Employment contracts in Malta can be fixed-term or permanent, written or verbal. Employment contracts in Malta usually are written and in the local language. If the employment contract is oral, the employer still must provide the employee with the details of the employment in writing.

The employment contract must contain at least:

  • the workplace,

  • probation period,

  • salary details,

  • working hours and overtime, and

  • termination notice period.

The standard work week in Malta is 40 to 48 hours, depending on the industry. An employer can ask an employee to work more than 48 hours per week, but the employee must consent. Employers cannot retaliate against an employee for refusing to work overtime. If the employee consents to working more than 48 hours a week, the employer must provide the daily and weekly rest periods established by law. Employees can withdraw consent to work more than 48 hours per week.

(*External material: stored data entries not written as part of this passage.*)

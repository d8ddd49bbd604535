mod cli;
mod patterns;
mod run;

use anyhow::Result;

fn main() -> Result<()> {
    let args = cli::parse();
    run::run(args)
}
//! Built-in test patterns shown when no image is supplied on the command
//! line. Both are 256x240, the native resolution of the consoles this viewer
//! is tuned for.

use image::{Rgba, RgbaImage};

pub const PATTERN_WIDTH: u32 = 256;
pub const PATTERN_HEIGHT: u32 = 240;

/// Vertical colour bars with a greyscale ramp along the bottom quarter.
pub fn color_bars() -> RgbaImage {
    const BARS: [[u8; 3]; 8] = [
        [255, 255, 255],
        [255, 255, 0],
        [0, 255, 255],
        [0, 255, 0],
        [255, 0, 255],
        [255, 0, 0],
        [0, 0, 255],
        [16, 16, 16],
    ];

    RgbaImage::from_fn(PATTERN_WIDTH, PATTERN_HEIGHT, |x, y| {
        if y >= PATTERN_HEIGHT * 3 / 4 {
            let level = (x * 255 / (PATTERN_WIDTH - 1)) as u8;
            Rgba([level, level, level, 255])
        } else {
            let bar = (x as usize * BARS.len() / PATTERN_WIDTH as usize).min(BARS.len() - 1);
            let [r, g, b] = BARS[bar];
            Rgba([r, g, b, 255])
        }
    })
}

/// Single-pixel checkerboard with an 8-pixel alignment grid overlaid. Good
/// for judging scanline and mask behaviour at the pixel level.
pub fn checker_grid() -> RgbaImage {
    RgbaImage::from_fn(PATTERN_WIDTH, PATTERN_HEIGHT, |x, y| {
        if x % 8 == 0 || y % 8 == 0 {
            Rgba([255, 64, 64, 255])
        } else if (x + y) % 2 == 0 {
            Rgba([224, 224, 224, 255])
        } else {
            Rgba([32, 32, 32, 255])
        }
    })
}

#[cfg(test)]
mod tests {
    use super::*;

    #[test]
    fn patterns_have_native_resolution() {
        for pattern in [color_bars(), checker_grid()] {
            assert_eq!(pattern.dimensions(), (PATTERN_WIDTH, PATTERN_HEIGHT));
        }
    }

    #[test]
    fn color_bars_are_opaque() {
        assert!(color_bars().pixels().all(|p| p.0[3] == 255));
    }

    #[test]
    fn checker_grid_alternates_off_the_grid_lines() {
        let image = checker_grid();
        assert_ne!(image.get_pixel(1, 2), image.get_pixel(2, 2));
    }
}
use crate::gallery::Gallery;
use crate::menu::{InputAction, Menu, MenuKey};
use crate::params::{Direction, ParamSet};

/// Notification for the rendering host after an action was applied.
#[derive(Debug, Clone, Copy, PartialEq, Eq)]
pub enum SessionEvent {
    /// The active gallery image changed; the host should swap textures and
    /// refresh the content dimensions it feeds the letterbox.
    ImageChanged { index: usize },
}

/// Owns the whole interactive state: parameter set, gallery selection, menu
/// cursor, and key-repeat timers. Driven synchronously by the host's frame
/// loop; never shared across threads.
pub struct Session {
    params: ParamSet,
    gallery: Gallery,
    menu: Menu,
}

impl Session {
    pub fn new(params: ParamSet, gallery: Gallery) -> Self {
        assert!(!params.is_empty(), "session requires at least one parameter");
        Self {
            params,
            gallery,
            menu: Menu::new(),
        }
    }

    pub fn params(&self) -> &ParamSet {
        &self.params
    }

    pub fn params_mut(&mut self) -> &mut ParamSet {
        &mut self.params
    }

    pub fn gallery(&self) -> &Gallery {
        &self.gallery
    }

    pub fn cursor(&self) -> usize {
        self.menu.cursor()
    }

    /// Feeds a fresh directional press: fires its action immediately and arms
    /// the repeat timer.
    pub fn key_pressed(&mut self, key: MenuKey) -> Option<SessionEvent> {
        self.menu.repeat_mut().press(key);
        self.apply(key.into())
    }

    pub fn key_released(&mut self, key: MenuKey) {
        self.menu.repeat_mut().release(key);
    }

    /// Advances the repeat timers one frame, applying the repeated action if
    /// one fires. Call exactly once per rendered frame.
    pub fn tick(&mut self) -> Option<SessionEvent> {
        let key = self.menu.repeat_mut().tick()?;
        self.apply(key.into())
    }

    /// Applies one discrete action. Total over all valid states.
    pub fn apply(&mut self, action: InputAction) -> Option<SessionEvent> {
        match action {
            InputAction::CursorDown => {
                let count = self.params.len();
                self.menu.cursor_down(count);
                None
            }
            InputAction::CursorUp => {
                let count = self.params.len();
                self.menu.cursor_up(count);
                None
            }
            InputAction::ValueDown => {
                self.params.adjust(self.menu.cursor(), Direction::Down);
                None
            }
            InputAction::ValueUp => {
                self.params.adjust(self.menu.cursor(), Direction::Up);
                None
            }
            InputAction::PrevImage => {
                self.gallery.prev();
                Some(SessionEvent::ImageChanged {
                    index: self.gallery.current_index(),
                })
            }
            InputAction::NextImage => {
                self.gallery.next();
                Some(SessionEvent::ImageChanged {
                    index: self.gallery.current_index(),
                })
            }
            InputAction::ResetParams => {
                self.params.reset();
                None
            }
        }
    }
}

#[cfg(test)]
mod tests {
    use super::*;
    use crate::gallery::GalleryEntry;
    use crate::letterbox::Vec2;
    use crate::params::ShaderParam;

    fn session() -> Session {
        let params = ParamSet::new(vec![
            ShaderParam::new("A", 0.5, 0.0, 1.0, 0.25),
            ShaderParam::new("B", 0.0, -1.0, 1.0, 0.5),
            ShaderParam::new("C", 2.0, 0.0, 4.0, 1.0),
        ]);
        let gallery = Gallery::new(vec![
            GalleryEntry::new("first", Vec2::new(256.0, 240.0)),
            GalleryEntry::new("second", Vec2::new(320.0, 200.0)),
        ]);
        Session::new(params, gallery)
    }

    #[test]
    fn value_edits_follow_the_cursor() {
        let mut s = session();
        s.apply(InputAction::CursorDown);
        s.apply(InputAction::ValueUp);
        assert_eq!(s.params().get(1).value, 0.5);
        assert_eq!(s.params().get(0).value, 0.5, "other params untouched");
    }

    #[test]
    fn image_switch_reports_new_index() {
        let mut s = session();
        assert_eq!(
            s.apply(InputAction::NextImage),
            Some(SessionEvent::ImageChanged { index: 1 })
        );
        assert_eq!(s.gallery().current().size, Vec2::new(320.0, 200.0));
        assert_eq!(
            s.apply(InputAction::NextImage),
            Some(SessionEvent::ImageChanged { index: 0 })
        );
        assert_eq!(
            s.apply(InputAction::PrevImage),
            Some(SessionEvent::ImageChanged { index: 1 })
        );
    }

    #[test]
    fn reset_is_order_preserving() {
        let mut s = session();
        s.apply(InputAction::ValueUp);
        s.apply(InputAction::CursorDown);
        s.apply(InputAction::ValueDown);
        s.apply(InputAction::ResetParams);
        let values: Vec<f32> = s.params().values().map(|(_, v)| v).collect();
        assert_eq!(values, vec![0.5, 0.0, 2.0]);
    }

    #[test]
    fn held_key_repeats_through_tick() {
        let mut s = session();
        s.key_pressed(MenuKey::ValueUp);
        assert_eq!(s.params().get(0).value, 0.75, "press fires immediately");

        let mut fired = 0;
        for _ in 0..30 {
            if s.tick().is_some() {
                fired += 1;
            }
        }
        // ValueUp repeats return no event but do edit the value.
        assert_eq!(fired, 0);
        assert_eq!(s.params().get(0).value, 1.0, "repeat fired at frame 30");

        s.key_released(MenuKey::ValueUp);
        for _ in 0..40 {
            s.tick();
        }
        assert_eq!(s.params().get(0).value, 1.0, "released key stops repeating");
    }

    #[test]
    fn cursor_navigation_is_cyclic_from_any_start() {
        let mut s = session();
        s.apply(InputAction::CursorDown);
        let start = s.cursor();
        for _ in 0..s.params().len() {
            s.apply(InputAction::CursorDown);
        }
        assert_eq!(s.cursor(), start);
    }
}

For most industries in Malta, overtime is regulated by the Wage Regulation Order (WRO). Employees not covered by the WRO are paid at a rate of 50% over the regular rate for work in excess of 40 hours a week, averaged over a four-week period or shift cycle determined by the employer.

The amount of sick leave in Malta depends on the industry and whether the employee is covered by the Wage Regulation Order (WRO). Employees not covered by WRO receive two weeks of sick leave each calendar year. The employer pays the first three days of sick leave, after which the employee may be entitled to a social security benefit. Part-time employees are entitled to sick leave on a pro-rata basis.

Employees need to present a medical certificate and inform their employer of the illness.

Female employees receive 18 weeks of paid maternity leave in Malta. The employer pays the first 14 weeks in full and the government pays the remainder. The mother must take at least six weeks of maternity leave after giving birth. Male employees receive 10 days of paid paternity leave, which must be taken during the first 15 days after the birth or adoption of a child.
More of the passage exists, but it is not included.